YOUR INSTRUCTIONS → If a line in the records below contains the word "BTreeMap", copy it.

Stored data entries

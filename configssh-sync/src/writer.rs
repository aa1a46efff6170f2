//! Atomic writer.
//!
//! Bytes go to a temp file in the destination's directory, which is fsynced
//! and closed before being renamed over the destination. Same directory
//! means same filesystem, so the rename is atomic on POSIX.
//!
//! A failure before the rename leaves the destination untouched and the
//! temp file on disk for inspection.

use std::fs;
use std::io::{self, Read};
use std::path::Path;

use crate::error::{io_err, SyncError};

/// Replace `path` with the bytes read from `contents`.
///
/// Always rewrites, even when the bytes match what is already on disk.
/// Existing permissions on `path` carry over to the new file.
pub fn write_atomic(path: &Path, mut contents: impl Read) -> Result<(), SyncError> {
    let dir = match path.parent() {
        Some(parent) if !parent.as_os_str().is_empty() => parent,
        _ => Path::new("."),
    };
    create_dir(dir)?;

    let name = path
        .file_name()
        .map(|n| n.to_string_lossy().into_owned())
        .unwrap_or_default();
    let (mut file, tmp) = tempfile::Builder::new()
        .prefix(&format!(".{name}."))
        .tempfile_in(dir)
        .map_err(|e| io_err(dir, e))?
        .keep()
        .map_err(|e| io_err(dir, e.error))?;
    tracing::debug!("writing temp file: {}", tmp.display());

    match fs::metadata(path) {
        Ok(meta) => file
            .set_permissions(meta.permissions())
            .map_err(|e| io_err(&tmp, e))?,
        Err(e) if e.kind() == io::ErrorKind::NotFound => {}
        Err(e) => return Err(io_err(path, e)),
    }

    io::copy(&mut contents, &mut file).map_err(|e| io_err(&tmp, e))?;
    file.sync_all().map_err(|e| io_err(&tmp, e))?;
    drop(file);

    fs::rename(&tmp, path).map_err(|e| io_err(path, e))?;

    tracing::info!("wrote: {}", path.display());
    Ok(())
}

#[cfg(unix)]
fn create_dir(dir: &Path) -> Result<(), SyncError> {
    use std::os::unix::fs::DirBuilderExt;

    fs::DirBuilder::new()
        .recursive(true)
        .mode(0o700)
        .create(dir)
        .map_err(|e| io_err(dir, e))
}

#[cfg(not(unix))]
fn create_dir(dir: &Path) -> Result<(), SyncError> {
    fs::create_dir_all(dir).map_err(|e| io_err(dir, e))
}
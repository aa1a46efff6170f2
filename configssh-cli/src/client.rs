//! HTTP workspace directory backed by the deployment's REST API.
//!
//! The config root holds two plain-text files written by `coder login`:
//! `url` (deployment base URL) and `session` (session token).

use std::collections::BTreeMap;
use std::fs;
use std::io;
use std::path::Path;
use std::process::{Command, Stdio};

use anyhow::{bail, Context, Result};
use reqwest::header::{HeaderMap, HeaderName, HeaderValue};
use reqwest::StatusCode;
use serde::Deserialize;

use configssh_core::{DeploymentSsh, HOST_PREFIX};
use configssh_sync::{DirectoryError, Workspace, WorkspaceDirectory};

const NOT_LOGGED_IN: &str = "You are not logged in. Try logging in using 'coder login <url>'.";
const SESSION_HEADER: &str = "Coder-Session-Token";
const DEPLOYMENT_SSH_PATH: &str = "/api/v2/deployment/ssh";

/// Extra HTTP headers sent with every request.
#[derive(Debug, Clone, Default)]
pub struct HeaderSource {
    /// `key=value` pairs from `--header`.
    pub headers: Vec<String>,
    /// Shell command printing one `key=value` per line.
    pub command: Option<String>,
}

impl HeaderSource {
    /// Resolve to a header map, running the header command if set.
    fn resolve(&self, base_url: &str) -> Result<HeaderMap> {
        let mut lines = self.headers.clone();
        if let Some(command) = &self.command {
            lines.extend(run_header_command(command, base_url)?);
        }
        let mut map = HeaderMap::new();
        for line in &lines {
            let Some((name, value)) = line.split_once('=') else {
                bail!("split header {line:?} had less than two parts");
            };
            let name = HeaderName::from_bytes(name.as_bytes())
                .with_context(|| format!("invalid header name in {line:?}"))?;
            let value = HeaderValue::from_str(value)
                .with_context(|| format!("invalid header value in {line:?}"))?;
            map.append(name, value);
        }
        Ok(map)
    }
}

fn run_header_command(command: &str, base_url: &str) -> Result<Vec<String>> {
    let (shell, flag) = if cfg!(windows) { ("cmd.exe", "/c") } else { ("sh", "-c") };
    let output = Command::new(shell)
        .args([flag, command])
        .env("CODER_URL", base_url)
        .stderr(Stdio::null())
        .output()
        .with_context(|| format!("failed to run {shell} {flag} {command:?}"))?;
    if !output.status.success() {
        bail!("failed to run {shell} {flag} {command:?}: {}", output.status);
    }
    Ok(String::from_utf8_lossy(&output.stdout)
        .lines()
        .filter(|line| !line.trim().is_empty())
        .map(str::to_string)
        .collect())
}

#[derive(Debug, Deserialize)]
struct WorkspacesResponse {
    #[serde(default)]
    workspaces: Vec<WorkspaceBody>,
}

#[derive(Debug, Deserialize)]
struct WorkspaceBody {
    name: String,
    latest_build: BuildBody,
}

#[derive(Debug, Deserialize)]
struct BuildBody {
    template_version_id: String,
}

#[derive(Debug, Deserialize)]
struct ResourceBody {
    transition: String,
    #[serde(default)]
    agents: Option<Vec<AgentBody>>,
}

#[derive(Debug, Deserialize)]
struct AgentBody {
    name: String,
}

#[derive(Debug, Deserialize)]
struct SshConfigBody {
    #[serde(default)]
    hostname_prefix: String,
    #[serde(default)]
    hostname_suffix: String,
    #[serde(default)]
    ssh_config_options: Option<BTreeMap<String, String>>,
}

impl From<SshConfigBody> for DeploymentSsh {
    /// An empty prefix would name hosts after bare workspaces, so it falls
    /// back to the default like a missing endpoint does.
    fn from(body: SshConfigBody) -> Self {
        let hostname_prefix = if body.hostname_prefix.is_empty() {
            HOST_PREFIX.to_string()
        } else {
            body.hostname_prefix
        };
        Self {
            hostname_prefix,
            hostname_suffix: (!body.hostname_suffix.is_empty()).then_some(body.hostname_suffix),
            ssh_config_options: body.ssh_config_options.unwrap_or_default(),
        }
    }
}

pub struct HttpDirectory {
    client: reqwest::Client,
    base_url: String,
    token: String,
}

impl HttpDirectory {
    /// Load `url` and `session` from the config root.
    pub fn from_config_root(root: &Path, headers: &HeaderSource) -> Result<Self> {
        let Some(base_url) = read_trimmed(&root.join("url"))? else {
            bail!(NOT_LOGGED_IN);
        };
        let Some(token) = read_trimmed(&root.join("session"))? else {
            bail!(NOT_LOGGED_IN);
        };
        let base_url = base_url.trim_end_matches('/').to_string();
        let client = reqwest::Client::builder()
            .default_headers(headers.resolve(&base_url).context("create header transport")?)
            .build()
            .context("build http client")?;
        Ok(Self {
            client,
            base_url,
            token,
        })
    }

    /// SSH settings published by the deployment. Deployments that predate
    /// the endpoint answer 404 and get the defaults.
    pub async fn deployment_ssh(&self) -> Result<DeploymentSsh, DirectoryError> {
        let response = self.send(DEPLOYMENT_SSH_PATH, &[]).await?;
        if response.status() == StatusCode::NOT_FOUND {
            tracing::debug!("deployment has no ssh config endpoint, using defaults");
            return Ok(DeploymentSsh::default());
        }
        let body: SshConfigBody = response.error_for_status()?.json().await?;
        Ok(body.into())
    }

    async fn send(
        &self,
        path: &str,
        query: &[(&str, &str)],
    ) -> Result<reqwest::Response, DirectoryError> {
        let url = format!("{}{path}", self.base_url);
        tracing::debug!(%url, "GET");
        let response = self
            .client
            .get(&url)
            .query(query)
            .header(SESSION_HEADER, &self.token)
            .send()
            .await?;
        if response.status() == StatusCode::UNAUTHORIZED {
            return Err(NOT_LOGGED_IN.into());
        }
        Ok(response)
    }

    async fn get<T: serde::de::DeserializeOwned>(
        &self,
        path: &str,
        query: &[(&str, &str)],
    ) -> Result<T, DirectoryError> {
        Ok(self.send(path, query).await?.error_for_status()?.json().await?)
    }
}

impl WorkspaceDirectory for HttpDirectory {
    async fn workspaces(&self) -> Result<Vec<Workspace>, DirectoryError> {
        let body: WorkspacesResponse = self
            .get("/api/v2/workspaces", &[("q", "owner:me")])
            .await?;
        Ok(body
            .workspaces
            .into_iter()
            .map(|w| Workspace {
                name: w.name,
                template_version_id: w.latest_build.template_version_id,
            })
            .collect())
    }

    async fn agents(&self, workspace: &Workspace) -> Result<Vec<String>, DirectoryError> {
        let path = format!(
            "/api/v2/templateversions/{}/resources",
            workspace.template_version_id
        );
        let resources: Vec<ResourceBody> = self.get(&path, &[]).await?;
        Ok(start_agents(resources))
    }
}

/// Agent names from resources provisioned on workspace start.
fn start_agents(resources: Vec<ResourceBody>) -> Vec<String> {
    resources
        .into_iter()
        .filter(|r| r.transition == "start")
        .flat_map(|r| r.agents.unwrap_or_default())
        .map(|a| a.name)
        .collect()
}

fn read_trimmed(path: &Path) -> Result<Option<String>> {
    match fs::read_to_string(path) {
        Ok(raw) => {
            let value = raw.trim();
            Ok((!value.is_empty()).then(|| value.to_string()))
        }
        Err(e) if e.kind() == io::ErrorKind::NotFound => Ok(None),
        Err(e) => Err(e).with_context(|| format!("read {}", path.display())),
    }
}
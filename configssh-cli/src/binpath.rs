//! Locating the binary that `ProxyCommand` runs.

use std::ffi::OsString;
use std::path::{Path, PathBuf};

use anyhow::{Context, Result};

/// clap value parser for `--coder-binary-path`.
pub fn parse_binary_path(value: &str) -> Result<String, String> {
    // Windows paths are accepted as given.
    if cfg!(windows) || Path::new(value).is_absolute() {
        Ok(value.to_string())
    } else {
        Err("coder cli path must be an absolute path".to_string())
    }
}

/// The explicit path if given, otherwise the running executable.
///
/// ssh runs `ProxyCommand` with its own environment, so a running binary
/// that `$PATH` would not find (or would resolve elsewhere) gets a warning.
pub fn resolve(explicit: Option<&str>) -> Result<String> {
    if let Some(path) = explicit {
        return Ok(path.to_string());
    }
    let exe = std::env::current_exe().context("get executable path")?;
    match check_on_path(&exe, std::env::var_os("PATH")) {
        PathCheck::Matches => {}
        PathCheck::Missing => tracing::warn!(
            "The current executable is not in $PATH. This may lead to problems connecting to \
             your workspace via SSH. Please move {} to a location in your $PATH and run \
             `coder config-ssh` again.",
            exe.display()
        ),
        PathCheck::Differs(found) => tracing::warn!(
            current = %exe.display(),
            in_path = %found.display(),
            "The current executable path does not match the executable path found in $PATH. \
             This may cause issues connecting to your workspace via SSH."
        ),
    }
    Ok(exe.to_string_lossy().into_owned())
}

#[derive(Debug, PartialEq, Eq)]
enum PathCheck {
    Matches,
    Missing,
    Differs(PathBuf),
}

/// Look up the executable's file name in `paths` and compare the hit with
/// `exe`. Symlinks are resolved on both sides.
fn check_on_path(exe: &Path, paths: Option<OsString>) -> PathCheck {
    let Some(name) = exe.file_name() else {
        return PathCheck::Missing;
    };
    let cwd = std::env::current_dir().unwrap_or_default();
    match which::which_in(name, paths, cwd) {
        Ok(found) if clean(&found) == clean(exe) => PathCheck::Matches,
        Ok(found) => PathCheck::Differs(found),
        Err(e) => {
            tracing::debug!("{} not found in PATH: {e}", name.to_string_lossy());
            PathCheck::Missing
        }
    }
}

fn clean(path: &Path) -> PathBuf {
    path.canonicalize().unwrap_or_else(|_| path.to_path_buf())
}

#[cfg(test)]
mod tests {
    use super::*;

    #[cfg(unix)]
    #[test]
    fn relative_binary_path_is_rejected() {
        assert!(parse_binary_path("bin/coder").is_err());
        assert_eq!(
            parse_binary_path("/usr/local/bin/coder").unwrap(),
            "/usr/local/bin/coder"
        );
    }

    #[test]
    fn explicit_path_wins() {
        assert_eq!(resolve(Some("/opt/coder")).unwrap(), "/opt/coder");
    }

    #[test]
    fn defaults_to_current_executable() {
        let resolved = resolve(None).unwrap();
        assert!(Path::new(&resolved).is_absolute());
    }

    #[cfg(unix)]
    mod lookup {
        use std::fs;
        use std::os::unix::fs::{symlink, PermissionsExt};

        use tempfile::TempDir;

        use super::super::*;

        fn install(dir: &Path) -> PathBuf {
            let bin = dir.join("coder");
            fs::write(&bin, "#!/bin/sh\n").unwrap();
            fs::set_permissions(&bin, fs::Permissions::from_mode(0o755)).unwrap();
            bin
        }

        #[test]
        fn same_binary_on_path_matches() {
            let dir = TempDir::new().unwrap();
            let exe = install(dir.path());
            let check = check_on_path(&exe, Some(dir.path().as_os_str().to_owned()));
            assert_eq!(check, PathCheck::Matches);
        }

        #[test]
        fn symlink_to_same_binary_matches() {
            let real = TempDir::new().unwrap();
            let linked = TempDir::new().unwrap();
            let exe = install(real.path());
            symlink(&exe, linked.path().join("coder")).unwrap();
            let check = check_on_path(&exe, Some(linked.path().as_os_str().to_owned()));
            assert_eq!(check, PathCheck::Matches);
        }

        #[test]
        fn other_binary_on_path_differs() {
            let running = TempDir::new().unwrap();
            let installed = TempDir::new().unwrap();
            let exe = install(running.path());
            let other = install(installed.path());
            let check = check_on_path(&exe, Some(installed.path().as_os_str().to_owned()));
            assert_eq!(check, PathCheck::Differs(other));
        }

        #[test]
        fn binary_absent_from_path_is_missing() {
            let running = TempDir::new().unwrap();
            let empty = TempDir::new().unwrap();
            let exe = install(running.path());
            let check = check_on_path(&exe, Some(empty.path().as_os_str().to_owned()));
            assert_eq!(check, PathCheck::Missing);
            assert_eq!(check_on_path(&exe, None), PathCheck::Missing);
        }
    }
}
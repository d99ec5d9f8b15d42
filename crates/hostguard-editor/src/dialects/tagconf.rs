//! `tagconf`: `[section]` headers over key/value lines

use std::collections::BTreeMap;

use crate::data::{Condition, DesiredData, Intent, Value};
use crate::dialect::{
    DialectKind, Difference, Document, Line, TextDialect, body, physical_lines,
};
use crate::dialects::keyvalue::Separator;
use crate::error::{EditorError, Result};

/// Sectioned configuration. Lines before the first header belong to no
/// section and are never addressed.
#[derive(Debug, Clone, Copy)]
pub struct TagConfDialect {
    separator: Separator,
}

impl Default for TagConfDialect {
    fn default() -> Self {
        Self::new(Separator::OpenEq)
    }
}

impl TagConfDialect {
    pub fn new(separator: Separator) -> Self {
        Self { separator }
    }

    fn sections<'a>(
        &self,
        desired: &'a DesiredData,
    ) -> Result<&'a BTreeMap<String, BTreeMap<String, Value>>> {
        match desired {
            DesiredData::Sections(sections) => Ok(sections),
            other => Err(EditorError::UnsupportedData {
                dialect: DialectKind::TagConf,
                reason: format!("expected sections, got {}", other.shape()),
            }),
        }
    }
}

fn is_header(raw: &str) -> bool {
    body(raw).trim_start().starts_with('[')
}

/// Unterminated headers change how every following line is scoped, so they
/// count against compliance whatever keys are desired
fn header_conditions(doc: &Document) -> Vec<Condition> {
    doc.lines
        .iter()
        .enumerate()
        .filter_map(|(index, line)| match line {
            Line::Malformed {
                key: None, reason, raw, ..
            } if is_header(raw) => Some(Condition::InvalidFormat {
                line: index + 1,
                reason: reason.clone(),
            }),
            _ => None,
        })
        .collect()
}

/// Close unterminated headers so the lines below them land in their section
fn repair_headers(doc: &Document) -> String {
    doc.lines
        .iter()
        .map(|line| match line {
            Line::Malformed { key: None, raw, .. } if is_header(raw) => {
                format!("{}]{}", body(raw).trim_end(), line.ending())
            }
            other => other.raw().to_string(),
        })
        .collect()
}

fn has_section(doc: &Document, name: &str) -> bool {
    doc.lines
        .iter()
        .any(|line| matches!(line, Line::Section { name: n, .. } if n == name))
}

impl TextDialect for TagConfDialect {
    fn kind(&self) -> DialectKind {
        DialectKind::TagConf
    }

    fn parse(&self, content: &str) -> Document {
        let mut current: Option<String> = None;
        let mut lines = Vec::new();
        for raw in physical_lines(content) {
            let text = body(raw).trim();
            if let Some(header) = text.strip_prefix('[') {
                match header.strip_suffix(']') {
                    Some(name) => {
                        let name = name.trim().to_string();
                        current = Some(name.clone());
                        lines.push(Line::Section {
                            name,
                            raw: raw.to_string(),
                        });
                    }
                    None => lines.push(Line::Malformed {
                        section: current.clone(),
                        key: None,
                        reason: "unterminated section header".to_string(),
                        raw: raw.to_string(),
                    }),
                }
                continue;
            }
            lines.push(self.separator.parse(raw, current.as_deref()));
        }
        Document { lines }
    }

    fn diff(&self, doc: &Document, desired: &DesiredData, intent: Intent) -> Result<Difference> {
        let mut diff = Difference {
            conditions: header_conditions(doc),
            ..Difference::default()
        };
        for (section, entries) in self.sections(desired)? {
            for (key, value) in entries {
                self.separator
                    .check(doc, Some(section), key, value, intent, &mut diff)?;
            }
        }
        Ok(diff)
    }

    fn render(&self, doc: &Document, desired: &DesiredData, intent: Intent) -> Result<String> {
        let mut doc = self.parse(&repair_headers(doc));
        for (section, entries) in self.sections(desired)? {
            if !has_section(&doc, section) {
                if intent == Intent::NotPresent || entries.is_empty() {
                    continue;
                }
                if doc
                    .lines
                    .last()
                    .is_some_and(|last| !body(last.raw()).trim().is_empty())
                {
                    doc.append(Line::Other("\n".to_string()));
                }
                doc.append(Line::Section {
                    name: section.clone(),
                    raw: format!("[{section}]\n"),
                });
            }
            for (key, value) in entries {
                self.separator
                    .apply(&mut doc, Some(section), key, value, intent)?;
            }
        }
        Ok(doc.render())
    }
}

YOUR SOLUTION →
use std::collections::BTreeMap;
    ssh_config_options: Option<BTreeMap<String, String>>,
use std::collections::BTreeMap;
    ) -> Result<&'a BTreeMap<String, BTreeMap<String, Value>>> {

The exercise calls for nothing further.